:: TASK ::
Reproduce each record in the listing below exactly as written.
....
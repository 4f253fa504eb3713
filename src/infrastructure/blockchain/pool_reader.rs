//! Reads a full snapshot batch from the contracts

use alloy_primitives::Address;
use futures::future::join_all;
use std::sync::Arc;
use tracing::{info, warn};

use crate::domain::pool::{PoolSnapshot, SnapshotSet};
use crate::domain::staking::{StakingContract, TokenContract};
use crate::shared::errors::ContractError;
use crate::shared::types::{Decimals, TokenInfo, DEFAULT_SYMBOL, MAX_DECIMALS};
use crate::shared::utils::unix_now;

/// Fetches token metadata and every pool concurrently
pub struct PoolReader {
    staking: Arc<dyn StakingContract>,
    token: Arc<dyn TokenContract>,
    max_pools: Option<u64>,
}

impl PoolReader {
    pub fn new(
        staking: Arc<dyn StakingContract>,
        token: Arc<dyn TokenContract>,
        max_pools: Option<u64>,
    ) -> Self {
        Self {
            staking,
            token,
            max_pools,
        }
    }

    /// Token symbol and decimals.
    ///
    /// A failed `decimals()` read, or a precision too large to scale in a
    /// `U256`, falls back to 18 and is flagged approximate. A failed
    /// `symbol()` read falls back to the default symbol.
    pub async fn read_token_info(&self) -> TokenInfo {
        let (decimals, symbol) = tokio::join!(self.token.decimals(), self.token.symbol());

        let decimals = match decimals {
            Ok(d) if d > MAX_DECIMALS => {
                warn!("⚠️ Token reports {} decimals, using fallback of 18", d);
                Decimals::Fallback
            }
            Ok(d) => Decimals::Known(d),
            Err(e) => {
                warn!("⚠️ Token decimals unavailable, using fallback of 18: {}", e);
                Decimals::Fallback
            }
        };
        let symbol = symbol.unwrap_or_else(|e| {
            warn!("Token symbol unavailable: {}", e);
            DEFAULT_SYMBOL.to_string()
        });

        TokenInfo {
            address: self.token.address(),
            symbol,
            decimals,
        }
    }

    /// Read one pool and, with an account, its stake in that pool
    pub async fn read_pool(
        &self,
        pool_id: u64,
        account: Option<Address>,
    ) -> Result<PoolSnapshot, ContractError> {
        let pool = self.staking.get_pool(pool_id).await?;
        let snapshot = PoolSnapshot::new(pool_id, pool);
        match account {
            Some(account) => {
                let stake = self.staking.get_user_stake(account, pool_id).await?;
                Ok(snapshot.with_user_stake(stake.amount))
            }
            None => Ok(snapshot),
        }
    }

    /// Read the whole set. Every per-pool read must settle and succeed;
    /// a partial batch is never returned.
    pub async fn read_snapshot_set(
        &self,
        account: Option<Address>,
    ) -> Result<SnapshotSet, ContractError> {
        let token = self.read_token_info().await;
        let count = self.staking.pool_count().await?;
        let limit = self.max_pools.map_or(count, |max| count.min(max));
        if limit < count {
            info!("Reading first {} of {} pools", limit, count);
        }

        let reads = (0..limit).map(|pool_id| self.read_pool(pool_id, account));
        let results = join_all(reads).await;

        let mut pools = Vec::with_capacity(results.len());
        let mut first_error = None;
        for result in results {
            match result {
                Ok(snapshot) => pools.push(snapshot),
                Err(e) => {
                    warn!("❌ Pool read failed: {}", e);
                    first_error.get_or_insert(e);
                }
            }
        }
        if let Some(e) = first_error {
            return Err(e);
        }

        let balance = match account {
            Some(account) => Some(self.token.balance_of(account).await?),
            None => None,
        };

        info!("✅ Read {} pools", pools.len());
        Ok(SnapshotSet {
            pools,
            token,
            account,
            balance,
            fetched_at: unix_now(),
        })
    }
}
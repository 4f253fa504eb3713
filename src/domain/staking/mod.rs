//! Staking domain - contract interfaces and eligibility rules

pub mod eligibility;

pub use eligibility::{
    can_stake, can_unstake, check_stake, check_unstake, parse_amount, validate_new_pool,
    Ineligible, InvalidPool,
};

use alloy_primitives::{Address, TxHash, U256};
use async_trait::async_trait;
use serde::{Deserialize, Serialize};

use crate::domain::pool::RawPool;
use crate::shared::errors::ContractError;

/// Per-account stake as returned by `stakes(account, pid)`
#[derive(Debug, Clone, PartialEq, Eq, Default, Serialize, Deserialize)]
pub struct UserStake {
    pub amount: U256,
    pub reward_debt: U256,
    /// Unix seconds
    pub unlock_time: u64,
}

/// Contract recommendation for a stake amount
#[derive(Debug, Clone, PartialEq, Eq, Serialize, Deserialize)]
pub struct BestPool {
    pub pool_id: u64,
    pub max_reward: U256,
}

/// Parameters of a new pool, smallest units
#[derive(Debug, Clone, PartialEq, Eq, Serialize, Deserialize)]
pub struct NewPool {
    pub reward_per_second: U256,
    pub min_stake: U256,
    /// Unix seconds
    pub end_time: u64,
    pub acc_reward_per_share: U256,
}

/// Read/write surface of the staking contract
#[async_trait]
pub trait StakingContract: Send + Sync {
    fn address(&self) -> Address;

    async fn pool_count(&self) -> Result<u64, ContractError>;

    async fn get_pool(&self, pool_id: u64) -> Result<RawPool, ContractError>;

    async fn get_user_stake(
        &self,
        account: Address,
        pool_id: u64,
    ) -> Result<UserStake, ContractError>;

    async fn best_pool_for_staking(&self, amount: U256) -> Result<BestPool, ContractError>;

    async fn stake(
        &self,
        from: Address,
        pool_id: u64,
        amount: U256,
    ) -> Result<TxHash, ContractError>;

    async fn unstake(
        &self,
        from: Address,
        pool_id: u64,
        amount: U256,
    ) -> Result<TxHash, ContractError>;

    async fn claim_rewards(&self, from: Address, pool_id: u64) -> Result<TxHash, ContractError>;

    async fn add_pool(&self, from: Address, pool: &NewPool) -> Result<TxHash, ContractError>;
}

/// ERC-20 surface of the staked token
#[async_trait]
pub trait TokenContract: Send + Sync {
    fn address(&self) -> Address;

    async fn decimals(&self) -> Result<u8, ContractError>;

    async fn symbol(&self) -> Result<String, ContractError>;

    async fn balance_of(&self, account: Address) -> Result<U256, ContractError>;

    async fn approve(
        &self,
        from: Address,
        spender: Address,
        amount: U256,
    ) -> Result<TxHash, ContractError>;
}

#[cfg(test)]
pub mod mock;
....
:: RESULT OF THE TASK ::
repository 4f253fa504eb3713
filename src/infrastructure/blockchain/pool_reader.rs
//! Reads a full snapshot batch from the contracts

use alloy_primitives::Address;
use futures::future::join_all;
use std::sync::Arc;
use tracing::{info, warn};

use crate::domain::pool::{PoolSnapshot, SnapshotSet};
use crate::domain::staking::{StakingContract, TokenContract};
use crate::shared::errors::ContractError;
use crate::shared::types::{Decimals, TokenInfo, DEFAULT_SYMBOL, MAX_DECIMALS};
use crate::shared::utils::unix_now;

/// Fetches token metadata and every pool concurrently
pub struct PoolReader {
    staking: Arc<dyn StakingContract>,
    token: Arc<dyn TokenContract>,
    max_pools: Option<u64>,
}

impl PoolReader {
    pub fn new(
        staking: Arc<dyn StakingContract>,
        token: Arc<dyn TokenContract>,
        max_pools: Option<u64>,
    ) -> Self {
        Self {
            staking,
            token,
            max_pools,
        }
    }

    /// Token symbol and decimals.
    ///
    /// A failed `decimals()` read, or a precision too large to scale in a
    /// `U256`, falls back to 18 and is flagged approximate. A failed
    /// `symbol()` read falls back to the default symbol.
    pub async fn read_token_info(&self) -> TokenInfo {
        let (decimals, symbol) = tokio::join!(self.token.decimals(), self.token.symbol());

        let decimals = match decimals {
            Ok(d) if d > MAX_DECIMALS => {
                warn!("⚠️ Token reports {} decimals, using fallback of 18", d);
                Decimals::Fallback
            }
            Ok(d) => Decimals::Known(d),
            Err(e) => {
                warn!("⚠️ Token decimals unavailable, using fallback of 18: {}", e);
                Decimals::Fallback
            }
        };
        let symbol = symbol.unwrap_or_else(|e| {
            warn!("Token symbol unavailable: {}", e);
            DEFAULT_SYMBOL.to_string()
        });

        TokenInfo {
            address: self.token.address(),
            symbol,
            decimals,
        }
    }

    /// Read one pool and, with an account, its stake in that pool
    pub async fn read_pool(
        &self,
        pool_id: u64,
        account: Option<Address>,
    ) -> Result<PoolSnapshot, ContractError> {
        let pool = self.staking.get_pool(pool_id).await?;
        let snapshot = PoolSnapshot::new(pool_id, pool);
        match account {
            Some(account) => {
                let stake = self.staking.get_user_stake(account, pool_id).await?;
                Ok(snapshot.with_user_stake(stake.amount))
            }
            None => Ok(snapshot),
        }
    }

    /// Read the whole set. Every per-pool read must settle and succeed;
    /// a partial batch is never returned.
    pub async fn read_snapshot_set(
        &self,
        account: Option<Address>,
    ) -> Result<SnapshotSet, ContractError> {
        let token = self.read_token_info().await;
        let count = self.staking.pool_count().await?;
        let limit = self.max_pools.map_or(count, |max| count.min(max));
        if limit < count {
            info!("Reading first {} of {} pools", limit, count);
        }

        let reads = (0..limit).map(|pool_id| self.read_pool(pool_id, account));
        let results = join_all(reads).await;

        let mut pools = Vec::with_capacity(results.len());
        let mut first_error = None;
        for result in results {
            match result {
                Ok(snapshot) => pools.push(snapshot),
                Err(e) => {
                    warn!("❌ Pool read failed: {}", e);
                    first_error.get_or_insert(e);
                }
            }
        }
        if let Some(e) = first_error {
            return Err(e);
        }

        let balance = match account {
            Some(account) => Some(self.token.balance_of(account).await?),
            None => None,
        };

        info!("✅ Read {} pools", pools.len());
        Ok(SnapshotSet {
            pools,
            token,
            account,
            balance,
            fetched_at: unix_now(),
        })
    }
}
repository 4f253fa504eb3713
filename src/domain/staking/mod.rs
//! Staking domain - contract interfaces and eligibility rules

pub mod eligibility;

pub use eligibility::{
    can_stake, can_unstake, check_stake, check_unstake, parse_amount, validate_new_pool,
    Ineligible, InvalidPool,
};

use alloy_primitives::{Address, TxHash, U256};
use async_trait::async_trait;
use serde::{Deserialize, Serialize};

use crate::domain::pool::RawPool;
use crate::shared::errors::ContractError;

/// Per-account stake as returned by `stakes(account, pid)`
#[derive(Debug, Clone, PartialEq, Eq, Default, Serialize, Deserialize)]
pub struct UserStake {
    pub amount: U256,
    pub reward_debt: U256,
    /// Unix seconds
    pub unlock_time: u64,
}

/// Contract recommendation for a stake amount
#[derive(Debug, Clone, PartialEq, Eq, Serialize, Deserialize)]
pub struct BestPool {
    pub pool_id: u64,
    pub max_reward: U256,
}

/// Parameters of a new pool, smallest units
#[derive(Debug, Clone, PartialEq, Eq, Serialize, Deserialize)]
pub struct NewPool {
    pub reward_per_second: U256,
    pub min_stake: U256,
    /// Unix seconds
    pub end_time: u64,
    pub acc_reward_per_share: U256,
}

/// Read/write surface of the staking contract
#[async_trait]
pub trait StakingContract: Send + Sync {
    fn address(&self) -> Address;

    async fn pool_count(&self) -> Result<u64, ContractError>;

    async fn get_pool(&self, pool_id: u64) -> Result<RawPool, ContractError>;

    async fn get_user_stake(
        &self,
        account: Address,
        pool_id: u64,
    ) -> Result<UserStake, ContractError>;

    async fn best_pool_for_staking(&self, amount: U256) -> Result<BestPool, ContractError>;

    async fn stake(
        &self,
        from: Address,
        pool_id: u64,
        amount: U256,
    ) -> Result<TxHash, ContractError>;

    async fn unstake(
        &self,
        from: Address,
        pool_id: u64,
        amount: U256,
    ) -> Result<TxHash, ContractError>;

    async fn claim_rewards(&self, from: Address, pool_id: u64) -> Result<TxHash, ContractError>;

    async fn add_pool(&self, from: Address, pool: &NewPool) -> Result<TxHash, ContractError>;
}

/// ERC-20 surface of the staked token
#[async_trait]
pub trait TokenContract: Send + Sync {
    fn address(&self) -> Address;

    async fn decimals(&self) -> Result<u8, ContractError>;

    async fn symbol(&self) -> Result<String, ContractError>;

    async fn balance_of(&self, account: Address) -> Result<U256, ContractError>;

    async fn approve(
        &self,
        from: Address,
        spender: Address,
        amount: U256,
    ) -> Result<TxHash, ContractError>;
}

#[cfg(test)]
pub mod mock;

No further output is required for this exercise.